Redacción Más / IA
En abril de 2020, un mes después de que México entrara en alerta sanitaria por la pandemia de Covid-19, Ana, una joven de 17 años, acudió al Instituto Materno Infantil de Toluca con su sobrina de tres meses en brazos, solicitando atención de urgencia. La bebé presentaba graves heridas, incluido un hundimiento en el costado derecho de su cabeza, sangrado por la oreja y un moretón que cubría gran parte de su cráneo.
Este caso es uno de los muchos que se registraron en 2020, año en el que al menos 124 bebés menores de un año fueron atendidos en hospitales públicos de México por agresiones intencionales, con tres de cada cuatro agresores siendo familiares.

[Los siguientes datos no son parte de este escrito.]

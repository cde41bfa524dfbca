//! Idle status block: gating, rendering and throttled transmit.

use tokio::time::Instant;

use super::{ChatboxTransport, Inner};
use crate::collaborators::{format_active_time, format_local_time, UNKNOWN_AVATAR};
use crate::messages::{ChatboxCommand, IdleDecision};
use crate::status::RECENT_TRAFFIC_WINDOW;
use crate::template::{render_or_default, IdleFields};
use crate::text::{char_len, take_chars, truncate_with_ellipsis};

/// Avatar names are only shortened if more than this many characters remain
const MIN_AVATAR_CHARS: usize = 3;

impl Inner {
    fn idle_fields(&self, now: Instant) -> IdleFields {
        let ui = &self.config.ui;
        let started = self.state.lock().app_start_time;
        IdleFields {
            title: ui.title.clone(),
            time: format_local_time(self.clock.as_ref(), ui.show_timezone),
            divider: ui.divider.clone(),
            prompt_line: ui.prompt_line.clone(),
            active_time: format_active_time(now.saturating_duration_since(started)),
            avatar: self
                .avatar
                .avatar_name()
                .unwrap_or_else(|| UNKNOWN_AVATAR.to_string()),
        }
    }

    pub(crate) fn render_idle_block(&self, now: Instant) -> String {
        let max_length = self.config.max_length;
        let template = self.config.ui.message_template.as_deref();
        let mut fields = self.idle_fields(now);
        let mut text = render_or_default(template, &fields);

        let overflow = char_len(&text).saturating_sub(max_length);
        if overflow > 0 {
            let keep = char_len(&fields.avatar).saturating_sub(overflow);
            if keep > MIN_AVATAR_CHARS {
                fields.avatar = take_chars(&fields.avatar, keep);
                text = render_or_default(template, &fields);
            }
        }
        truncate_with_ellipsis(&text, max_length)
    }

    pub(crate) fn maybe_send_idle_ui(&self) -> IdleDecision {
        if !self.is_operational() {
            return IdleDecision::Disabled;
        }
        if !self.config.ui.enabled {
            return IdleDecision::UiDisabled;
        }

        let now = Instant::now();
        {
            let st = self.state.lock();
            if st.is_typing {
                return IdleDecision::Typing;
            }
            if st.has_active_send_task() {
                return IdleDecision::SendInFlight;
            }
            if st
                .last_message_time
                .is_some_and(|t| now.saturating_duration_since(t) < RECENT_TRAFFIC_WINDOW)
            {
                return IdleDecision::RecentTraffic;
            }
            if st
                .last_idle_ui_sent
                .is_some_and(|t| now.saturating_duration_since(t) < self.config.ui.idle_refresh)
            {
                return IdleDecision::Throttled;
            }
        }

        let text = self.render_idle_block(now);
        // Idle blocks never play the notification sound
        if self.transmit(ChatboxCommand::input(text, true, false)).is_err() {
            return IdleDecision::Failed;
        }

        let mut st = self.state.lock();
        st.last_idle_ui_sent = Some(now);
        st.last_message_time = Some(now);
        drop(st);

        tracing::debug!("Sent idle status block");
        IdleDecision::Sent
    }
}

impl ChatboxTransport {
    /// Show the idle status block if nothing else is going on
    ///
    /// Skipped while typing, while a chunked send runs, within 0.4 s of the
    /// last message and within `idle_refresh` of the last idle block.
    pub fn maybe_send_idle_ui(&self) -> IdleDecision {
        self.inner.maybe_send_idle_ui()
    }

    /// Render the idle status block without sending it
    #[must_use]
    pub fn render_idle_block(&self) -> String {
        self.inner.render_idle_block(Instant::now())
    }
}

Aunque los protocolos hospitalarios en México exigen que el personal de salud informe a las autoridades judiciales sobre posibles casos de violencia infantil, en solo la mitad de los casos reportados se notificó al Ministerio Público. La información fue publicada por la agencia Animal Político.

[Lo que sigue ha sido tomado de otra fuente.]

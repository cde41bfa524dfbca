//! OSC Packet Codec
//!
//! Wire format for chatbox control messages (OSC 1.0 messages, no bundles).
//!
//! # Message Format
//!
//! ```text
//! +------------------------+------------------------+---------------------------+
//! | Address (padded)       | Type tags (padded)     | Arguments                 |
//! | "/chatbox/input\0\0"   | ",sTF\0\0\0\0"         | string data (padded)      |
//! +------------------------+------------------------+---------------------------+
//! ```
//!
//! Strings are NUL-terminated and padded with NULs to a multiple of 4 bytes.
//! Booleans carry no data: they live entirely in the type tag (`T`/`F`).
//! Integers and floats are 32-bit big-endian.

use super::TransportError;

/// Maximum packet size (largest UDP payload over IPv4)
pub const MAX_PACKET_SIZE: usize = 65_507;

/// A single OSC argument
#[derive(Clone, Debug, PartialEq)]
pub enum OscArg {
    /// `s`: UTF-8 string
    Str(String),
    /// `T` / `F`: boolean
    Bool(bool),
    /// `i`: 32-bit integer
    Int(i32),
    /// `f`: 32-bit float
    Float(f32),
}

impl OscArg {
    fn tag(&self) -> char {
        match self {
            Self::Str(_) => 's',
            Self::Bool(true) => 'T',
            Self::Bool(false) => 'F',
            Self::Int(_) => 'i',
            Self::Float(_) => 'f',
        }
    }
}

/// An OSC message: an address pattern plus ordered arguments
#[derive(Clone, Debug, PartialEq)]
pub struct OscMessage {
    /// Address pattern, e.g. `/chatbox/input`
    pub address: String,
    /// Arguments in order
    pub args: Vec<OscArg>,
}

impl OscMessage {
    /// Create a message
    pub fn new(address: impl Into<String>, args: Vec<OscArg>) -> Self {
        Self {
            address: address.into(),
            args,
        }
    }

    /// First string argument, if any
    #[must_use]
    pub fn text(&self) -> Option<&str> {
        self.args.iter().find_map(|arg| match arg {
            OscArg::Str(s) => Some(s.as_str()),
            _ => None,
        })
    }

    /// Encode to bytes
    pub fn encode(&self) -> Result<Vec<u8>, TransportError> {
        encode(self)
    }

    /// Decode from bytes
    pub fn decode(bytes: &[u8]) -> Result<Self, TransportError> {
        decode(bytes)
    }
}

fn padded_len(len: usize) -> usize {
    (len + 4) & !3
}

fn write_padded_str(buf: &mut Vec<u8>, s: &str) {
    buf.extend_from_slice(s.as_bytes());
    buf.resize(buf.len() + padded_len(s.len()) - s.len(), 0);
}

/// Encode a message to an OSC packet
///
/// # Errors
///
/// Returns `TransportError::Encoding` if:
/// - the address does not start with `/`
/// - a string contains an interior NUL
/// - the packet exceeds `MAX_PACKET_SIZE`
pub fn encode(msg: &OscMessage) -> Result<Vec<u8>, TransportError> {
    if !msg.address.starts_with('/') {
        return Err(TransportError::Encoding(format!(
            "Address must start with '/': {:?}",
            msg.address
        )));
    }
    if msg.address.contains('\0') {
        return Err(TransportError::Encoding("NUL byte in address".to_string()));
    }

    let mut tags = String::with_capacity(msg.args.len() + 1);
    tags.push(',');
    tags.extend(msg.args.iter().map(OscArg::tag));

    let mut buf = Vec::with_capacity(64);
    write_padded_str(&mut buf, &msg.address);
    write_padded_str(&mut buf, &tags);

    for arg in &msg.args {
        match arg {
            OscArg::Str(s) => {
                if s.contains('\0') {
                    return Err(TransportError::Encoding(
                        "NUL byte in string argument".to_string(),
                    ));
                }
                write_padded_str(&mut buf, s);
            }
            OscArg::Int(v) => buf.extend_from_slice(&v.to_be_bytes()),
            OscArg::Float(v) => buf.extend_from_slice(&v.to_be_bytes()),
            OscArg::Bool(_) => {}
        }
    }

    if buf.len() > MAX_PACKET_SIZE {
        return Err(TransportError::Encoding(format!(
            "Packet too large: {} bytes (max: {})",
            buf.len(),
            MAX_PACKET_SIZE
        )));
    }

    Ok(buf)
}

/// Cursor over an OSC packet
struct Reader<'a> {
    bytes: &'a [u8],
    pos: usize,
}

impl<'a> Reader<'a> {
    fn read_str(&mut self) -> Result<&'a str, TransportError> {
        let rest = &self.bytes[self.pos..];
        let nul = rest
            .iter()
            .position(|&b| b == 0)
            .ok_or_else(|| TransportError::Encoding("Unterminated string".to_string()))?;
        let s = std::str::from_utf8(&rest[..nul])
            .map_err(|e| TransportError::Encoding(e.to_string()))?;
        let next = self.pos + padded_len(nul);
        if next > self.bytes.len() {
            return Err(TransportError::Encoding("Truncated string padding".to_string()));
        }
        self.pos = next;
        Ok(s)
    }

    fn read_word(&mut self) -> Result<[u8; 4], TransportError> {
        let end = self.pos + 4;
        let word = self
            .bytes
            .get(self.pos..end)
            .ok_or_else(|| TransportError::Encoding("Truncated argument".to_string()))?;
        self.pos = end;
        Ok([word[0], word[1], word[2], word[3]])
    }
}

/// Decode an OSC packet into a message
///
/// # Errors
///
/// Returns `TransportError::Encoding` for truncated packets, missing type tags
/// or unsupported argument types.
pub fn decode(bytes: &[u8]) -> Result<OscMessage, TransportError> {
    if bytes.len() > MAX_PACKET_SIZE {
        return Err(TransportError::Encoding(format!(
            "Packet size {} exceeds maximum {MAX_PACKET_SIZE}",
            bytes.len()
        )));
    }

    let mut reader = Reader { bytes, pos: 0 };
    let address = reader.read_str()?.to_string();
    if !address.starts_with('/') {
        return Err(TransportError::Encoding(format!("Bad address: {address:?}")));
    }

    let tags = reader.read_str()?;
    let Some(tags) = tags.strip_prefix(',') else {
        return Err(TransportError::Encoding("Missing type tag string".to_string()));
    };

    let mut args = Vec::with_capacity(tags.len());
    for tag in tags.chars() {
        let arg = match tag {
            's' => OscArg::Str(reader.read_str()?.to_string()),
            'T' => OscArg::Bool(true),
            'F' => OscArg::Bool(false),
            'i' => OscArg::Int(i32::from_be_bytes(reader.read_word()?)),
            'f' => OscArg::Float(f32::from_be_bytes(reader.read_word()?)),
            other => {
                return Err(TransportError::Encoding(format!(
                    "Unsupported type tag '{other}'"
                )))
            }
        };
        args.push(arg);
    }

    Ok(OscMessage { address, args })
}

En el caso de la bebé de tres meses, los protocolos se aplicaron correctamente, lo que permitió una atención médica inmediata y la retención sutil de Ana por parte del personal del hospital, mientras se daba aviso a las autoridades. La joven informó que la agresión había ocurrido en la Ciudad de México, lo que llevó a la intervención de la Fiscalía General de Justicia de la Ciudad de México.

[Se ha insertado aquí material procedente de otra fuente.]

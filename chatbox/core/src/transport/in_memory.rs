//! In-Memory Send Primitive
//!
//! Records every message instead of putting it on the wire. Used by tests and
//! by hosts that want to render chatbox frames themselves.
//!
//! # Usage
//!
//! ```ignore
//! let (sender, mut rx) = InMemorySender::with_channel();
//! let chatbox = ChatboxTransport::with_sender(config, Arc::new(sender.clone()));
//!
//! chatbox.send_message("hello");
//! let msg = rx.recv().await.unwrap();
//! assert_eq!(msg.text(), Some("[Gabriel] hello"));
//! ```

use std::sync::atomic::{AtomicBool, Ordering};
use std::sync::Arc;

use parking_lot::Mutex;
use tokio::sync::mpsc;

use super::osc::{OscArg, OscMessage};
use super::traits::{SendPrimitive, TransportError};
use crate::messages::{INPUT_ADDRESS, TYPING_ADDRESS};

/// Send primitive that keeps messages in memory
///
/// Clones share the same log.
#[derive(Clone, Debug, Default)]
pub struct InMemorySender {
    log: Arc<Mutex<Vec<OscMessage>>>,
    /// When set, every send fails (simulates a dead socket)
    failing: Arc<AtomicBool>,
    /// Optional live feed of sent messages
    tx: Option<mpsc::UnboundedSender<OscMessage>>,
}

impl InMemorySender {
    /// Create an empty recorder
    #[must_use]
    pub fn new() -> Self {
        Self::default()
    }

    /// Create a recorder that also forwards each sent message to a channel
    #[must_use]
    pub fn with_channel() -> (Self, mpsc::UnboundedReceiver<OscMessage>) {
        let (tx, rx) = mpsc::unbounded_channel();
        let sender = Self {
            tx: Some(tx),
            ..Self::default()
        };
        (sender, rx)
    }

    /// Make subsequent sends fail (or succeed again)
    pub fn set_failing(&self, failing: bool) {
        self.failing.store(failing, Ordering::SeqCst);
    }

    /// All messages sent so far
    #[must_use]
    pub fn messages(&self) -> Vec<OscMessage> {
        self.log.lock().clone()
    }

    /// Texts of all `/chatbox/input` messages, in order
    #[must_use]
    pub fn inputs(&self) -> Vec<String> {
        self.log
            .lock()
            .iter()
            .filter(|m| m.address == INPUT_ADDRESS)
            .filter_map(|m| m.text().map(str::to_string))
            .collect()
    }

    /// Values of all `/chatbox/typing` messages, in order
    #[must_use]
    pub fn typing_flags(&self) -> Vec<bool> {
        self.log
            .lock()
            .iter()
            .filter(|m| m.address == TYPING_ADDRESS)
            .filter_map(|m| match m.args.first() {
                Some(OscArg::Bool(flag)) => Some(*flag),
                _ => None,
            })
            .collect()
    }

    /// Number of messages sent so far
    #[must_use]
    pub fn len(&self) -> usize {
        self.log.lock().len()
    }

    /// Whether nothing has been sent
    #[must_use]
    pub fn is_empty(&self) -> bool {
        self.log.lock().is_empty()
    }

    /// Forget everything sent so far
    pub fn clear(&self) {
        self.log.lock().clear();
    }
}

impl SendPrimitive for InMemorySender {
    fn send(&self, message: &OscMessage) -> Result<(), TransportError> {
        if self.failing.load(Ordering::SeqCst) {
            return Err(TransportError::SendFailed("simulated failure".to_string()));
        }
        // Same validation as the wire, so tests catch unencodable frames
        message.encode()?;
        self.log.lock().push(message.clone());
        if let Some(ref tx) = self.tx {
            let _ = tx.send(message.clone());
        }
        Ok(())
    }

    fn describe(&self) -> String {
        "in-memory".to_string()
    }
}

Ana vivía con su hermana María, de 19 años, y el concubino de esta, Darío, de 24 años. Darío era conocido por su violencia, golpeando frecuentemente a María y despreciando a la bebé, a quien se negaba a reconocer oficialmente, razón por la cual la niña no tenía acta de nacimiento.
La coordinación entre autoridades del Estado de México y la Ciudad de México fue crucial. Durante la investigación, las autoridades encontraron el cuerpo de María en una caja de cartón dentro de su habitación. María había sido golpeada, agredida sexualmente y estrangulada antes de ser colocada en la caja. Darío, después de agredir a María, golpeó a la bebé y la dejó debajo de una cama antes de huir.
La tía encontró a la bebé llorando seis horas después del ataque y la llevó al hospital. La investigación incluyó análisis forenses, médicos y criminalísticos, así como entrevistas con vecinos y revisión de cámaras de seguridad. Las imágenes de las cámaras descartaron a Ana como sospechosa y confirmaron a Darío como el agresor. Una orden de aprehensión fue emitida en su contra, aunque Darío permaneció prófugo hasta diciembre de 2020, cuando fue capturado en Guerrero.
En marzo de 2022, Darío fue sentenciado a 70 años de prisión por el feminicidio de María y 46 años y ocho meses por la tentativa de feminicidio en agravio de la bebé, además de una condena económica que no puede pagar debido a su situación.
Este caso, aunque resuelto, es parte del minoritario 0.6% de feminicidios en México en los que se completa la cadena de justicia. Las investigaciones de delitos de género en México son complejas y requieren una coordinación eficiente entre múltiples áreas de trabajo. Lamentablemente, las víctimas de violencia de género a menudo no reciben la protección necesaria debido a la falta de intervención de su entorno.